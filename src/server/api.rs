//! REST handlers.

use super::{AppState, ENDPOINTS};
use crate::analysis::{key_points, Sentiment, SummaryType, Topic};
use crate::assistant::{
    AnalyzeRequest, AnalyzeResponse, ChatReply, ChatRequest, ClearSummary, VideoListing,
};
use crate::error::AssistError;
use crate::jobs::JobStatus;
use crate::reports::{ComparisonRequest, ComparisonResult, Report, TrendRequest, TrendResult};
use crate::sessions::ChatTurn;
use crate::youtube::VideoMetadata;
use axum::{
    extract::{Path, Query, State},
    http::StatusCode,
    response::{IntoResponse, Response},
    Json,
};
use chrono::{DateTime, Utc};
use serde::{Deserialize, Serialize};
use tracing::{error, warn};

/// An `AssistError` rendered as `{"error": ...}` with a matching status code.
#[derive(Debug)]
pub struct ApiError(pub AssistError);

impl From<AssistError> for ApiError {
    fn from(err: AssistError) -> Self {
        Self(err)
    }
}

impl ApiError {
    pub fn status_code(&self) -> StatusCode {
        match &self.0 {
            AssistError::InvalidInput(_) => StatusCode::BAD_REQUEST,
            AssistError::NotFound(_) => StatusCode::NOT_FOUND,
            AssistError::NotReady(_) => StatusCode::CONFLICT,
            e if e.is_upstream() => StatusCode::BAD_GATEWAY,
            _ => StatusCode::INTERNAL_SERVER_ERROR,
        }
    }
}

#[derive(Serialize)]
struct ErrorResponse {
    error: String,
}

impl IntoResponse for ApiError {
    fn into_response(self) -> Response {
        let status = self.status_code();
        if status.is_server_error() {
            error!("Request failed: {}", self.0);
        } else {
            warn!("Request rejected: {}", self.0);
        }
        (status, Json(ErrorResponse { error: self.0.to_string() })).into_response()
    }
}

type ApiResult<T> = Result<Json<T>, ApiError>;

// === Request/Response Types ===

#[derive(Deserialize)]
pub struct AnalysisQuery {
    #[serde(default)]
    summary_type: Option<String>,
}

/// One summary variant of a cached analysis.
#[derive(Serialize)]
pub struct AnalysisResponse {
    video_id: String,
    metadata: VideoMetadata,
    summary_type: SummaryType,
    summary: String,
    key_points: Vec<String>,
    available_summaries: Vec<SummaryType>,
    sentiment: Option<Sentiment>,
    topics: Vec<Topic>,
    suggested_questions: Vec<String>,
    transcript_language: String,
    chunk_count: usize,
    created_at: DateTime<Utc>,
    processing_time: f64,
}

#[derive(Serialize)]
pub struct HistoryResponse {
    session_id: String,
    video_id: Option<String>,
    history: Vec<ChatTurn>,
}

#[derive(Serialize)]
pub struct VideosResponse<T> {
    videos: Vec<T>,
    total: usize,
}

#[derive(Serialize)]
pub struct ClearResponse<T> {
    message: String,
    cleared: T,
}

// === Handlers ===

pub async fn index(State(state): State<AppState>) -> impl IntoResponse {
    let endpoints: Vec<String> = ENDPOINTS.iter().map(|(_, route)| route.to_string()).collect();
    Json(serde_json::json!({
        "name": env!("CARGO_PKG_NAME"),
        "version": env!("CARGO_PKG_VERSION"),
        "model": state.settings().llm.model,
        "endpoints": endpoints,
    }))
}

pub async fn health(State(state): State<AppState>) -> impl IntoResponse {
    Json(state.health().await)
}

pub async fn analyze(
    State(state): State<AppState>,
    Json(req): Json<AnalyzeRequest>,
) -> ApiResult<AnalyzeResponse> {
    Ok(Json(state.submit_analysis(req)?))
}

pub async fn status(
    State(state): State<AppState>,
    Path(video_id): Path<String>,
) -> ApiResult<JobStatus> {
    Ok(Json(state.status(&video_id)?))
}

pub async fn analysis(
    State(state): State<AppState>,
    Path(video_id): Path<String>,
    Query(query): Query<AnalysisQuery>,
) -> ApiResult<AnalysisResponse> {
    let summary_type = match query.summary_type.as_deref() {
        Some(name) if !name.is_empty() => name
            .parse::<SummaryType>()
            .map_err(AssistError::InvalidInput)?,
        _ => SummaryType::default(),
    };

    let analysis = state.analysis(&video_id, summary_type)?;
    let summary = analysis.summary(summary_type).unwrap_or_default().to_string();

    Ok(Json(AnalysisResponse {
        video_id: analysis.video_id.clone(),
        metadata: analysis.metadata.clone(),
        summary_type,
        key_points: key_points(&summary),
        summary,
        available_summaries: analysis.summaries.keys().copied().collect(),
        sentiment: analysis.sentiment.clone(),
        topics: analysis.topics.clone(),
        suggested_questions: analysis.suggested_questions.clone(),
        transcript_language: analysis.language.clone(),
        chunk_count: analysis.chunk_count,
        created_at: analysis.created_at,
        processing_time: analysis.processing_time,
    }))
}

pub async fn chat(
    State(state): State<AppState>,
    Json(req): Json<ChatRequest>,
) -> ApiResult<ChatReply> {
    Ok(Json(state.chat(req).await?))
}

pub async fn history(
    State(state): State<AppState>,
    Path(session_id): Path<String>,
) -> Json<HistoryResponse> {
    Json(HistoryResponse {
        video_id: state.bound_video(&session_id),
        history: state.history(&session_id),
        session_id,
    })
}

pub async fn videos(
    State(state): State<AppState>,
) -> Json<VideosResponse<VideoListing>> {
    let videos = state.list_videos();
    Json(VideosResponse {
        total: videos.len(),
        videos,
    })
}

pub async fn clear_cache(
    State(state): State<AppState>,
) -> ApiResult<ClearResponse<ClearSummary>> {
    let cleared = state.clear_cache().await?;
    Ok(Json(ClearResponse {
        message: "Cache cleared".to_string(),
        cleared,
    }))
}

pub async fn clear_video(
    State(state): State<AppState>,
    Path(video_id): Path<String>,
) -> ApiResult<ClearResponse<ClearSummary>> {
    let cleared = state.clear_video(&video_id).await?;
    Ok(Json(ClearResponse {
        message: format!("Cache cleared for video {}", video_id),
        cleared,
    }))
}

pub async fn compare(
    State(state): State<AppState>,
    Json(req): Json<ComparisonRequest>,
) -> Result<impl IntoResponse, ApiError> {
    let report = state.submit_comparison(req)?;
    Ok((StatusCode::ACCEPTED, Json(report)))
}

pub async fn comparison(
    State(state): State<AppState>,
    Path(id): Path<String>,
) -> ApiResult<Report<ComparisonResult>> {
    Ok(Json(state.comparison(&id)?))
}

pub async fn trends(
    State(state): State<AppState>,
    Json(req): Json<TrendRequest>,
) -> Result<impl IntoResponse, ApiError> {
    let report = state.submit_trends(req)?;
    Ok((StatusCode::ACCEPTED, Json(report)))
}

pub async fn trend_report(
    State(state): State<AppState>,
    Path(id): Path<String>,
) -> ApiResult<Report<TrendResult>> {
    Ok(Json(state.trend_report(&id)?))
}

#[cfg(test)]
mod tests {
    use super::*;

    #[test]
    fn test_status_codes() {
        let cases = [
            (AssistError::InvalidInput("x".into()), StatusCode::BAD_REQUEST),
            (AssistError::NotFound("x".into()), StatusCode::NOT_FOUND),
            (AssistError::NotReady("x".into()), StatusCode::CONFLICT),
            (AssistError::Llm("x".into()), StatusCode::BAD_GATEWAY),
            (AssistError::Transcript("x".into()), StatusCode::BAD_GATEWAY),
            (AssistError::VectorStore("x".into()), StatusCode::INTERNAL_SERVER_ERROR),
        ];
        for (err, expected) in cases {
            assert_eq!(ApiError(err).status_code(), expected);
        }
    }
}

- **Exercise details**:
Write out the whole listing verbatim.

- **Answer**:
filename src/server/api.rs
//! REST handlers.

use super::{AppState, ENDPOINTS};
use crate::analysis::{key_points, Sentiment, SummaryType, Topic};
use crate::assistant::{
    AnalyzeRequest, AnalyzeResponse, ChatReply, ChatRequest, ClearSummary, VideoListing,
};
use crate::error::AssistError;
use crate::jobs::JobStatus;
use crate::reports::{ComparisonRequest, ComparisonResult, Report, TrendRequest, TrendResult};
use crate::sessions::ChatTurn;
use crate::youtube::VideoMetadata;
use axum::{
    extract::{Path, Query, State},
    http::StatusCode,
    response::{IntoResponse, Response},
    Json,
};
use chrono::{DateTime, Utc};
use serde::{Deserialize, Serialize};
use tracing::{error, warn};

/// An `AssistError` rendered as `{"error": ...}` with a matching status code.
#[derive(Debug)]
pub struct ApiError(pub AssistError);

impl From<AssistError> for ApiError {
    fn from(err: AssistError) -> Self {
        Self(err)
    }
}

impl ApiError {
    pub fn status_code(&self) -> StatusCode {
        match &self.0 {
            AssistError::InvalidInput(_) => StatusCode::BAD_REQUEST,
            AssistError::NotFound(_) => StatusCode::NOT_FOUND,
            AssistError::NotReady(_) => StatusCode::CONFLICT,
            e if e.is_upstream() => StatusCode::BAD_GATEWAY,
            _ => StatusCode::INTERNAL_SERVER_ERROR,
        }
    }
}

#[derive(Serialize)]
struct ErrorResponse {
    error: String,
}

impl IntoResponse for ApiError {
    fn into_response(self) -> Response {
        let status = self.status_code();
        if status.is_server_error() {
            error!("Request failed: {}", self.0);
        } else {
            warn!("Request rejected: {}", self.0);
        }
        (status, Json(ErrorResponse { error: self.0.to_string() })).into_response()
    }
}

type ApiResult<T> = Result<Json<T>, ApiError>;

// === Request/Response Types ===

#[derive(Deserialize)]
pub struct AnalysisQuery {
    #[serde(default)]
    summary_type: Option<String>,
}

/// One summary variant of a cached analysis.
#[derive(Serialize)]
pub struct AnalysisResponse {
    video_id: String,
    metadata: VideoMetadata,
    summary_type: SummaryType,
    summary: String,
    key_points: Vec<String>,
    available_summaries: Vec<SummaryType>,
    sentiment: Option<Sentiment>,
    topics: Vec<Topic>,
    suggested_questions: Vec<String>,
    transcript_language: String,
    chunk_count: usize,
    created_at: DateTime<Utc>,
    processing_time: f64,
}

#[derive(Serialize)]
pub struct HistoryResponse {
    session_id: String,
    video_id: Option<String>,
    history: Vec<ChatTurn>,
}

#[derive(Serialize)]
pub struct VideosResponse<T> {
    videos: Vec<T>,
    total: usize,
}

#[derive(Serialize)]
pub struct ClearResponse<T> {
    message: String,
    cleared: T,
}

// === Handlers ===

pub async fn index(State(state): State<AppState>) -> impl IntoResponse {
    let endpoints: Vec<String> = ENDPOINTS.iter().map(|(_, route)| route.to_string()).collect();
    Json(serde_json::json!({
        "name": env!("CARGO_PKG_NAME"),
        "version": env!("CARGO_PKG_VERSION"),
        "model": state.settings().llm.model,
        "endpoints": endpoints,
    }))
}

pub async fn health(State(state): State<AppState>) -> impl IntoResponse {
    Json(state.health().await)
}

pub async fn analyze(
    State(state): State<AppState>,
    Json(req): Json<AnalyzeRequest>,
) -> ApiResult<AnalyzeResponse> {
    Ok(Json(state.submit_analysis(req)?))
}

pub async fn status(
    State(state): State<AppState>,
    Path(video_id): Path<String>,
) -> ApiResult<JobStatus> {
    Ok(Json(state.status(&video_id)?))
}

pub async fn analysis(
    State(state): State<AppState>,
    Path(video_id): Path<String>,
    Query(query): Query<AnalysisQuery>,
) -> ApiResult<AnalysisResponse> {
    let summary_type = match query.summary_type.as_deref() {
        Some(name) if !name.is_empty() => name
            .parse::<SummaryType>()
            .map_err(AssistError::InvalidInput)?,
        _ => SummaryType::default(),
    };

    let analysis = state.analysis(&video_id, summary_type)?;
    let summary = analysis.summary(summary_type).unwrap_or_default().to_string();

    Ok(Json(AnalysisResponse {
        video_id: analysis.video_id.clone(),
        metadata: analysis.metadata.clone(),
        summary_type,
        key_points: key_points(&summary),
        summary,
        available_summaries: analysis.summaries.keys().copied().collect(),
        sentiment: analysis.sentiment.clone(),
        topics: analysis.topics.clone(),
        suggested_questions: analysis.suggested_questions.clone(),
        transcript_language: analysis.language.clone(),
        chunk_count: analysis.chunk_count,
        created_at: analysis.created_at,
        processing_time: analysis.processing_time,
    }))
}

pub async fn chat(
    State(state): State<AppState>,
    Json(req): Json<ChatRequest>,
) -> ApiResult<ChatReply> {
    Ok(Json(state.chat(req).await?))
}

pub async fn history(
    State(state): State<AppState>,
    Path(session_id): Path<String>,
) -> Json<HistoryResponse> {
    Json(HistoryResponse {
        video_id: state.bound_video(&session_id),
        history: state.history(&session_id),
        session_id,
    })
}

pub async fn videos(
    State(state): State<AppState>,
) -> Json<VideosResponse<VideoListing>> {
    let videos = state.list_videos();
    Json(VideosResponse {
        total: videos.len(),
        videos,
    })
}

pub async fn clear_cache(
    State(state): State<AppState>,
) -> ApiResult<ClearResponse<ClearSummary>> {
    let cleared = state.clear_cache().await?;
    Ok(Json(ClearResponse {
        message: "Cache cleared".to_string(),
        cleared,
    }))
}

pub async fn clear_video(
    State(state): State<AppState>,
    Path(video_id): Path<String>,
) -> ApiResult<ClearResponse<ClearSummary>> {
    let cleared = state.clear_video(&video_id).await?;
    Ok(Json(ClearResponse {
        message: format!("Cache cleared for video {}", video_id),
        cleared,
    }))
}

pub async fn compare(
    State(state): State<AppState>,
    Json(req): Json<ComparisonRequest>,
) -> Result<impl IntoResponse, ApiError> {
    let report = state.submit_comparison(req)?;
    Ok((StatusCode::ACCEPTED, Json(report)))
}

pub async fn comparison(
    State(state): State<AppState>,
    Path(id): Path<String>,
) -> ApiResult<Report<ComparisonResult>> {
    Ok(Json(state.comparison(&id)?))
}

pub async fn trends(
    State(state): State<AppState>,
    Json(req): Json<TrendRequest>,
) -> Result<impl IntoResponse, ApiError> {
    let report = state.submit_trends(req)?;
    Ok((StatusCode::ACCEPTED, Json(report)))
}

pub async fn trend_report(
    State(state): State<AppState>,
    Path(id): Path<String>,
) -> ApiResult<Report<TrendResult>> {
    Ok(Json(state.trend_report(&id)?))
}

#[cfg(test)]
mod tests {
    use super::*;

    #[test]
    fn test_status_codes() {
        let cases = [
            (AssistError::InvalidInput("x".into()), StatusCode::BAD_REQUEST),
            (AssistError::NotFound("x".into()), StatusCode::NOT_FOUND),
            (AssistError::NotReady("x".into()), StatusCode::CONFLICT),
            (AssistError::Llm("x".into()), StatusCode::BAD_GATEWAY),
            (AssistError::Transcript("x".into()), StatusCode::BAD_GATEWAY),
            (AssistError::VectorStore("x".into()), StatusCode::INTERNAL_SERVER_ERROR),
        ];
        for (err, expected) in cases {
            assert_eq!(ApiError(err).status_code(), expected);
        }
    }
}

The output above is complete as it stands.